I’m a people person and an animal person. I love all animals, and I’m the most extroverted extrovert I know in the sense that I get terribly blue if I don’t have human contact nearly daily. At the same time, my moral compass is far too developed for my own good, and I have no trouble closing doors if I feel like my boundaries aren’t being respected. I don’t enjoy conflict at all, but I feel morally obligated to stand my ground when it comes to human and animal rights.
Currently, I’m mostly involved in human rights and I tend to focus on LGBTIQ+ issues, especially trans issues as well as equality within the health care system. I am a board member the student association of Tehy, which is a Finnish labour union for workers in the health care business.
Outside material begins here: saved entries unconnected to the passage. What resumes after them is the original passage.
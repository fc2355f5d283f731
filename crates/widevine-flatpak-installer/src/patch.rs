use anyhow::{anyhow, Context, Result};
use std::fs;
use std::io;
use std::path::{Path, PathBuf};
use std::process::Command;
use tracing::debug;

use crate::extract::{error_chain_has_not_found, run_command};
use crate::fs_utils::remove_file_if_exists;

/// Rewrites the CDM library so it loads under the host page size.
///
/// Implementations must write `output` and return `Ok` only on success; the
/// caller treats any error as fatal.
pub trait LibraryTransformer {
    fn transform(&self, input: &Path, output: &Path) -> Result<()>;
}

/// Runs `<program> <input> <output>` and treats exit status 0 as success.
#[derive(Debug, Clone, PartialEq, Eq)]
pub struct SubprocessTransformer {
    program: String,
}

impl SubprocessTransformer {
    pub fn new(program: impl Into<String>) -> Self {
        Self {
            program: program.into(),
        }
    }

    pub(crate) fn build_command(&self, input: &Path, output: &Path) -> Command {
        let mut command = Command::new(&self.program);
        command.arg(input).arg(output);
        command
    }
}

impl LibraryTransformer for SubprocessTransformer {
    fn transform(&self, input: &Path, output: &Path) -> Result<()> {
        let mut command = self.build_command(input, output);
        debug!(command = ?command, "patching library");
        let context = format!("'{}' failed", self.program);
        run_command(&mut command, &context).map_err(|err| {
            if error_chain_has_not_found(&err) {
                return anyhow!("patcher '{}' was not found on PATH", self.program);
            }
            err
        })
    }
}

#[derive(Debug, Clone, PartialEq, Eq)]
pub struct PatchedLibrary {
    pub path: PathBuf,
    pub len: u64,
}

pub fn patch_library(
    transformer: &dyn LibraryTransformer,
    input: &Path,
    output: &Path,
) -> Result<PatchedLibrary> {
    remove_file_if_exists(output)
        .with_context(|| format!("failed to clear stale patch output {}", output.display()))?;

    transformer.transform(input, output)?;

    let metadata = match fs::metadata(output) {
        Ok(metadata) => metadata,
        Err(err) if err.kind() == io::ErrorKind::NotFound => {
            return Err(anyhow!(
                "patcher reported success but wrote no output at {}",
                output.display()
            ));
        }
        Err(err) => {
            return Err(err).with_context(|| format!("failed to stat {}", output.display()));
        }
    };
    if !metadata.is_file() || metadata.len() == 0 {
        return Err(anyhow!(
            "patcher output is empty or not a regular file: {}",
            output.display()
        ));
    }

    Ok(PatchedLibrary {
        path: output.to_path_buf(),
        len: metadata.len(),
    })
}
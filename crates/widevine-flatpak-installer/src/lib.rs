mod discovery;
mod extract;
mod fs_utils;
mod layout;
mod patch;
mod placement;
mod prefs;
mod readme;
mod sandbox;
mod verify;
mod workspace;

pub use discovery::{plan_discovery_links, DiscoveryLink};
pub use extract::{
    capture_command, locate_payload, ExtractedPayload, PayloadExtractor, SquashfsExtractor,
};
pub use layout::{default_home_dir, InstallLayout};
pub use patch::{patch_library, LibraryTransformer, PatchedLibrary, SubprocessTransformer};
pub use placement::{place_bundle, InstalledBundle};
pub use prefs::{render_preferences, write_preferences};
pub use readme::{render_readme, write_readme};
pub use sandbox::{
    parse_override_listing, FlatpakOverrideStore, OverrideRequest, SandboxOverrides, SandboxStore,
};
pub use verify::{verify_installation, VerificationWarning};
pub use workspace::{CleanupSlot, Workspace};
use std::ffi::OsString;
use std::path::{Component, Path, PathBuf};

use crate::InstallLayout;

/// One symlink of the plugin discovery directory.
///
/// `link` is relative to the bundle directory; `target` is the literal link
/// contents, relative to the link's parent directory.
#[derive(Debug, Clone, PartialEq, Eq)]
pub struct DiscoveryLink {
    pub link: PathBuf,
    pub target: PathBuf,
}

impl DiscoveryLink {
    fn to_sibling(discovery_rel: &Path, file_name: &str) -> Self {
        let mut target = PathBuf::new();
        for _ in discovery_rel.components() {
            target.push("..");
        }
        target.push(file_name);
        Self {
            link: discovery_rel.join(file_name),
            target,
        }
    }

    /// Bundle-relative path the link points at, or `None` if it escapes the
    /// bundle directory.
    pub fn resolved(&self) -> Option<PathBuf> {
        let mut parts: Vec<OsString> = Vec::new();
        let parent = self.link.parent().map(PathBuf::from).unwrap_or_default();
        for component in parent.join(&self.target).components() {
            match component {
                Component::Normal(part) => parts.push(part.to_os_string()),
                Component::ParentDir => {
                    parts.pop()?;
                }
                Component::CurDir => {}
                Component::RootDir | Component::Prefix(_) => return None,
            }
        }
        Some(parts.into_iter().collect())
    }
}

/// Links Firefox expects under `gmp-widevinecdm/<version-dir>/`, each pointing
/// back at a file placed directly in the bundle directory.
pub fn plan_discovery_links(layout: &InstallLayout) -> Vec<DiscoveryLink> {
    let discovery_rel =
        PathBuf::from(layout.plugin_dir_name()).join(layout.plugin_version_dir_name());
    vec![
        DiscoveryLink::to_sibling(&discovery_rel, layout.library_file_name()),
        DiscoveryLink::to_sibling(&discovery_rel, layout.manifest_file_name()),
    ]
}
use std::process::Command;

use anyhow::Result;
use tracing::debug;
use widevine_flatpak_core::{LinkerVersion, ProvisionConfig, ProvisionError};
use widevine_flatpak_installer::capture_command;

/// Read-only view of the host the pipeline checks before touching anything.
pub(crate) trait HostProbe {
    fn arch(&self) -> String;
    fn runtime_installed(&self, app_id: &str) -> Result<()>;
    fn linker_version_output(&self) -> Result<String>;
    fn tool_on_path(&self, tool: &str) -> bool;
}

pub(crate) struct SystemProbe;

impl HostProbe for SystemProbe {
    fn arch(&self) -> String {
        std::env::consts::ARCH.to_string()
    }

    fn runtime_installed(&self, app_id: &str) -> Result<()> {
        let mut command = Command::new("flatpak");
        command.arg("info").arg(app_id);
        capture_command(&mut command, "flatpak info failed").map(|_| ())
    }

    fn linker_version_output(&self) -> Result<String> {
        let mut command = Command::new("ldd");
        command.arg("--version");
        capture_command(&mut command, "ldd --version failed")
    }

    fn tool_on_path(&self, tool: &str) -> bool {
        match which::which(tool) {
            Ok(path) => {
                debug!(tool, path = %path.display(), "tool resolved");
                true
            }
            Err(_) => false,
        }
    }
}

/// Checks architecture, runtime, glibc and tools in that order and stops at
/// the first failure. Nothing here writes to disk.
pub(crate) fn run_preflight(
    config: &ProvisionConfig,
    probe: &dyn HostProbe,
) -> Result<LinkerVersion, ProvisionError> {
    let arch = probe.arch();
    if arch != config.target_arch {
        return Err(ProvisionError::PlatformUnsupported {
            required: config.target_arch.clone(),
            found: arch,
        });
    }

    probe
        .runtime_installed(&config.app_id)
        .map_err(|err| ProvisionError::RuntimeMissing {
            app_id: config.app_id.clone(),
            detail: format!("{err:#}"),
        })?;

    let linker_version = probe
        .linker_version_output()
        .and_then(|output| LinkerVersion::from_ldd_output(&output))
        .map_err(|err| ProvisionError::VersionTooOld {
            found: format!("of unknown version ({err:#})"),
            required: config.min_linker_version.to_string(),
        })?;
    if !linker_version.satisfies_minimum(&config.min_linker_version) {
        return Err(ProvisionError::VersionTooOld {
            found: linker_version.to_string(),
            required: config.min_linker_version.to_string(),
        });
    }

    if let Some(tool) = config
        .required_tools
        .iter()
        .find(|tool| !probe.tool_on_path(tool))
    {
        return Err(ProvisionError::ToolMissing { tool: tool.clone() });
    }

    debug!(arch = %config.target_arch, glibc = %linker_version, "preflight passed");
    Ok(linker_version)
}
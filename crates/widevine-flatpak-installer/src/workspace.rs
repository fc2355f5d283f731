use anyhow::{anyhow, Context, Result};
use std::path::{Path, PathBuf};
use std::sync::{Arc, Mutex, MutexGuard};
use std::thread;
use std::time::Duration;
use tempfile::TempDir;
use tracing::{debug, warn};

use crate::fs_utils::remove_dir_all_if_exists;

const REMOVE_ATTEMPTS: u32 = 8;
const REMOVE_BASE_DELAY: Duration = Duration::from_millis(10);

/// Shared handle to the one workspace directory of a run.
///
/// The signal handler and the pipeline hold clones of the same slot; whichever
/// calls [`CleanupSlot::release`] first removes the directory, later calls are
/// no-ops.
#[derive(Debug, Clone, Default)]
pub struct CleanupSlot {
    inner: Arc<Mutex<Option<TempDir>>>,
}

impl CleanupSlot {
    pub fn new() -> Self {
        Self::default()
    }

    fn lock(&self) -> MutexGuard<'_, Option<TempDir>> {
        match self.inner.lock() {
            Ok(guard) => guard,
            Err(poisoned) => poisoned.into_inner(),
        }
    }

    fn hold(&self, dir: TempDir) -> Result<()> {
        let mut guard = self.lock();
        if let Some(existing) = guard.as_ref() {
            return Err(anyhow!(
                "workspace slot already holds {}",
                existing.path().display()
            ));
        }
        *guard = Some(dir);
        Ok(())
    }

    #[cfg(test)]
    pub(crate) fn held_path(&self) -> Option<PathBuf> {
        self.lock().as_ref().map(|dir| dir.path().to_path_buf())
    }

    /// Removes the held directory. Returns `false` when nothing was held.
    ///
    /// A subprocess hit by the same signal may still be writing into the
    /// directory, so removal is retried with backoff. If every attempt fails
    /// the directory stays in the slot and a later call tries again.
    pub fn release(&self) -> Result<bool> {
        let mut guard = self.lock();
        let Some(dir) = guard.as_ref() else {
            return Ok(false);
        };
        let path = dir.path().to_path_buf();
        remove_with_retry(&path)?;
        guard.take();
        debug!(path = %path.display(), "workspace removed");
        Ok(true)
    }
}

fn remove_with_retry(path: &Path) -> Result<()> {
    let mut delay = REMOVE_BASE_DELAY;
    let mut attempt = 1;
    loop {
        match remove_dir_all_if_exists(path) {
            Ok(()) => return Ok(()),
            Err(err) if attempt >= REMOVE_ATTEMPTS => {
                return Err(err).with_context(|| {
                    format!(
                        "failed to remove workspace {} after {attempt} attempts",
                        path.display()
                    )
                });
            }
            Err(err) => {
                debug!(
                    path = %path.display(),
                    attempt,
                    error = %err,
                    "workspace removal failed, retrying"
                );
                thread::sleep(delay);
                delay *= 2;
                attempt += 1;
            }
        }
    }
}

/// Exclusive scratch directory for fetch, extraction and patching.
#[derive(Debug)]
pub struct Workspace {
    root: PathBuf,
    slot: CleanupSlot,
}

impl Workspace {
    /// Creates the directory and registers it with `slot` before returning, so
    /// no later step can run without a release hook in place.
    pub fn create(slot: &CleanupSlot, parent: Option<&Path>, prefix: &str) -> Result<Self> {
        let mut builder = tempfile::Builder::new();
        builder.prefix(prefix);
        let dir = match parent {
            Some(parent) => builder.tempdir_in(parent),
            None => builder.tempdir(),
        }
        .with_context(|| format!("failed to create workspace with prefix '{prefix}'"))?;

        let root = dir.path().to_path_buf();
        slot.hold(dir)?;
        debug!(path = %root.display(), "workspace created");

        Ok(Self {
            root,
            slot: slot.clone(),
        })
    }

    pub fn root(&self) -> &Path {
        &self.root
    }

    pub fn archive_path(&self, file_name: &str) -> PathBuf {
        self.root.join(file_name)
    }

    pub fn payload_dir(&self) -> PathBuf {
        self.root.join("payload")
    }

    pub fn patched_library_path(&self, file_name: &str) -> PathBuf {
        self.root.join(file_name)
    }

    pub fn release(self) -> Result<()> {
        self.slot.release().map(|_| ())
    }
}

impl Drop for Workspace {
    fn drop(&mut self) {
        if let Err(err) = self.slot.release() {
            warn!(path = %self.root.display(), "{err:#}");
        }
    }
}
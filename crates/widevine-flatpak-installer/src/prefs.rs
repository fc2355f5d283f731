use anyhow::{Context, Result};
use std::fs;
use std::path::PathBuf;

use crate::InstallLayout;

pub fn render_preferences(cdm_version: &str) -> String {
    let mut payload = String::new();
    payload.push_str("// Generated by widevine-flatpak. Overwritten on every run.\n");
    payload.push_str(&format!(
        "pref(\"media.gmp-widevinecdm.version\", \"{cdm_version}\");\n"
    ));
    payload.push_str("pref(\"media.gmp-widevinecdm.visible\", true);\n");
    payload.push_str("pref(\"media.gmp-widevinecdm.enabled\", true);\n");
    payload.push_str("pref(\"media.gmp-widevinecdm.autoupdate\", false);\n");
    payload.push_str("pref(\"media.eme.enabled\", true);\n");
    payload.push_str("pref(\"media.eme.encrypted-media-encryption-scheme.enabled\", true);\n");
    payload
}

/// Writes the Firefox default-pref file, replacing whatever was there.
pub fn write_preferences(layout: &InstallLayout) -> Result<PathBuf> {
    let dir = layout.prefs_dir();
    fs::create_dir_all(&dir)
        .with_context(|| format!("failed to create prefs dir: {}", dir.display()))?;

    let path = layout.pref_path();
    let payload = render_preferences(layout.cdm_version());
    fs::write(&path, payload.as_bytes())
        .with_context(|| format!("failed to write preferences: {}", path.display()))?;
    Ok(path)
}
use serde::Deserialize;
use std::fmt;
use std::fs;
use std::path::{Path, PathBuf};
use tracing::warn;

use crate::discovery::plan_discovery_links;
use crate::{InstallLayout, SandboxStore};

/// Problem found after installation. Never fatal: the files are already in
/// place when verification runs.
#[derive(Debug, Clone, PartialEq, Eq)]
pub enum VerificationWarning {
    MissingFile(PathBuf),
    NotALink(PathBuf),
    BrokenLink(PathBuf),
    ManifestUnreadable {
        path: PathBuf,
        detail: String,
    },
    ManifestVersionMismatch {
        expected: String,
        found: Option<String>,
    },
    OverrideQueryFailed(String),
    OverrideEnvMismatch {
        key: String,
        expected: String,
        found: Option<String>,
    },
    OverrideGrantMissing(PathBuf),
}

impl fmt::Display for VerificationWarning {
    fn fmt(&self, f: &mut fmt::Formatter<'_>) -> fmt::Result {
        match self {
            Self::MissingFile(path) => write!(f, "missing installed file: {}", path.display()),
            Self::NotALink(path) => write!(
                f,
                "discovery entry is not a symlink: {}",
                path.display()
            ),
            Self::BrokenLink(path) => write!(
                f,
                "discovery link does not resolve to the installed file: {}",
                path.display()
            ),
            Self::ManifestUnreadable { path, detail } => write!(
                f,
                "cannot read CDM manifest {}: {detail}",
                path.display()
            ),
            Self::ManifestVersionMismatch { expected, found } => match found {
                Some(found) => write!(
                    f,
                    "CDM manifest reports version {found}, expected {expected}"
                ),
                None => write!(f, "CDM manifest has no version, expected {expected}"),
            },
            Self::OverrideQueryFailed(detail) => {
                write!(f, "cannot read Flatpak overrides: {detail}")
            }
            Self::OverrideEnvMismatch {
                key,
                expected,
                found,
            } => match found {
                Some(found) => write!(f, "override {key}={found}, expected {expected}"),
                None => write!(f, "override {key} is not set, expected {expected}"),
            },
            Self::OverrideGrantMissing(path) => write!(
                f,
                "override does not grant read-only access to {}",
                path.display()
            ),
        }
    }
}

#[derive(Debug, Deserialize)]
struct CdmManifest {
    version: Option<String>,
}

/// Re-reads what the pipeline wrote and reports anything that looks off.
pub fn verify_installation(
    layout: &InstallLayout,
    sandbox: &dyn SandboxStore,
    app_id: &str,
    env_key: &str,
) -> Vec<VerificationWarning> {
    let mut warnings = Vec::new();

    for path in [
        layout.library_path(),
        layout.manifest_path(),
        layout.license_path(),
        layout.readme_path(),
        layout.pref_path(),
    ] {
        if !path.is_file() {
            warnings.push(VerificationWarning::MissingFile(path));
        }
    }

    let bundle_dir = layout.bundle_dir();
    for link in plan_discovery_links(layout) {
        let link_path = bundle_dir.join(&link.link);
        let expected = link.resolved().map(|rel| bundle_dir.join(rel));
        check_link(&link_path, expected, &mut warnings);
    }

    check_manifest(&layout.manifest_path(), layout.cdm_version(), &mut warnings);

    match sandbox.show(app_id) {
        Ok(overrides) => {
            let expected = layout.discovery_dir().display().to_string();
            let found = overrides.env(env_key);
            if found != Some(expected.as_str()) {
                warnings.push(VerificationWarning::OverrideEnvMismatch {
                    key: env_key.to_string(),
                    expected,
                    found: found.map(str::to_string),
                });
            }
            if !overrides.grants_read_only(&bundle_dir) {
                warnings.push(VerificationWarning::OverrideGrantMissing(bundle_dir.clone()));
            }
        }
        Err(err) => warnings.push(VerificationWarning::OverrideQueryFailed(format!("{err:#}"))),
    }

    for warning in &warnings {
        warn!("{warning}");
    }
    warnings
}

fn check_link(
    link_path: &Path,
    expected: Option<PathBuf>,
    warnings: &mut Vec<VerificationWarning>,
) {
    match fs::symlink_metadata(link_path) {
        Ok(metadata) if metadata.file_type().is_symlink() => {}
        Ok(_) => {
            warnings.push(VerificationWarning::NotALink(link_path.to_path_buf()));
            return;
        }
        Err(_) => {
            warnings.push(VerificationWarning::MissingFile(link_path.to_path_buf()));
            return;
        }
    }

    let resolves = match (fs::canonicalize(link_path), expected.map(fs::canonicalize)) {
        (Ok(actual), Some(Ok(expected))) => actual == expected,
        _ => false,
    };
    if !resolves {
        warnings.push(VerificationWarning::BrokenLink(link_path.to_path_buf()));
    }
}

fn check_manifest(path: &Path, expected: &str, warnings: &mut Vec<VerificationWarning>) {
    let raw = match fs::read_to_string(path) {
        Ok(raw) => raw,
        // already reported as a missing file
        Err(_) if !path.exists() => return,
        Err(err) => {
            warnings.push(VerificationWarning::ManifestUnreadable {
                path: path.to_path_buf(),
                detail: err.to_string(),
            });
            return;
        }
    };
    let manifest: CdmManifest = match serde_json::from_str(&raw) {
        Ok(manifest) => manifest,
        Err(err) => {
            warnings.push(VerificationWarning::ManifestUnreadable {
                path: path.to_path_buf(),
                detail: err.to_string(),
            });
            return;
        }
    };
    if manifest.version.as_deref() != Some(expected) {
        warnings.push(VerificationWarning::ManifestVersionMismatch {
            expected: expected.to_string(),
            found: manifest.version,
        });
    }
}
use std::path::PathBuf;

use crate::LinkerVersion;

/// Pinned location of the ChromeOS image the CDM is taken from.
#[derive(Debug, Clone, PartialEq, Eq)]
pub struct ArchiveSource {
    pub base_url: String,
    pub name: String,
    pub version: String,
}

impl ArchiveSource {
    pub fn url(&self) -> String {
        format!(
            "{}/{}-{}",
            self.base_url.trim_end_matches('/'),
            self.name,
            self.version
        )
    }
}

/// Relative paths of the payload files below the extraction root.
#[derive(Debug, Clone, PartialEq, Eq)]
pub struct PayloadPaths {
    pub pattern: String,
    pub library: PathBuf,
    pub manifest: PathBuf,
    pub license: PathBuf,
}

/// Every constant one provisioning run depends on.
///
/// The pipeline never reads process-wide state other than `HOME`; tests build
/// their own value instead of using [`ProvisionConfig::pinned`].
#[derive(Debug, Clone, PartialEq, Eq)]
pub struct ProvisionConfig {
    pub target_arch: String,
    pub app_id: String,
    pub min_linker_version: LinkerVersion,
    pub required_tools: Vec<String>,
    pub archive: ArchiveSource,
    pub archive_file_name: String,
    pub payload: PayloadPaths,
    pub cdm_version: String,
    pub library_file_name: String,
    pub manifest_file_name: String,
    pub license_file_name: String,
    pub plugin_dir_name: String,
    pub plugin_version_dir_name: String,
    pub gmp_path_env: String,
    pub patcher_program: String,
    pub workspace_prefix: String,
    pub pref_file_name: String,
}

impl ProvisionConfig {
    pub fn pinned() -> Self {
        Self {
            target_arch: "aarch64".to_string(),
            app_id: "org.mozilla.firefox".to_string(),
            min_linker_version: LinkerVersion::new(2, 36, 0),
            required_tools: vec![
                "flatpak".to_string(),
                "unsquashfs".to_string(),
                "widevine-fixup".to_string(),
            ],
            archive: ArchiveSource {
                base_url: "https://commondatastorage.googleapis.com/chromeos-localmirror/distfiles"
                    .to_string(),
                name: "chromeos-lacros-arm64-squash-zstd".to_string(),
                version: "120.0.6098.0".to_string(),
            },
            archive_file_name: "lacros.squashfs".to_string(),
            payload: PayloadPaths {
                pattern: "WidevineCdm/*".to_string(),
                library: PathBuf::from(
                    "WidevineCdm/_platform_specific/cros_arm64/libwidevinecdm.so",
                ),
                manifest: PathBuf::from("WidevineCdm/manifest.json"),
                license: PathBuf::from("WidevineCdm/LICENSE"),
            },
            cdm_version: "4.10.2710.0".to_string(),
            library_file_name: "libwidevinecdm.so".to_string(),
            manifest_file_name: "manifest.json".to_string(),
            license_file_name: "LICENSE".to_string(),
            plugin_dir_name: "gmp-widevinecdm".to_string(),
            plugin_version_dir_name: "system-installed".to_string(),
            gmp_path_env: "MOZ_GMP_PATH".to_string(),
            patcher_program: "widevine-fixup".to_string(),
            workspace_prefix: "widevine-flatpak.".to_string(),
            pref_file_name: "gmpwidevine.js".to_string(),
        }
    }

    pub fn archive_url(&self) -> String {
        self.archive.url()
    }
}

impl Default for ProvisionConfig {
    fn default() -> Self {
        Self::pinned()
    }
}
A friend of mine once told me he thinks it’s impossible for me to do something without
2. Would you like to tell us about your growth or transformation as an activist? What have been the most important insights you have had through your activism?
I was never an activist child, and as a teen, I was interested but not very engaged in NGO or advocacy work. My parents were not politically active, nor was anyone in my extended family as far as I know. I think I did learn a general sense of justice very early on in my life, but I didn’t know how to apply it. I think my first activism was some general form of leftist idea that we should all have equal opportunities to live and thrive, but I didn’t start cultivating these ideas before I moved out at 15 years old. Becoming a vegan meant opening my eyes to compassion, and I started reading activist literature online.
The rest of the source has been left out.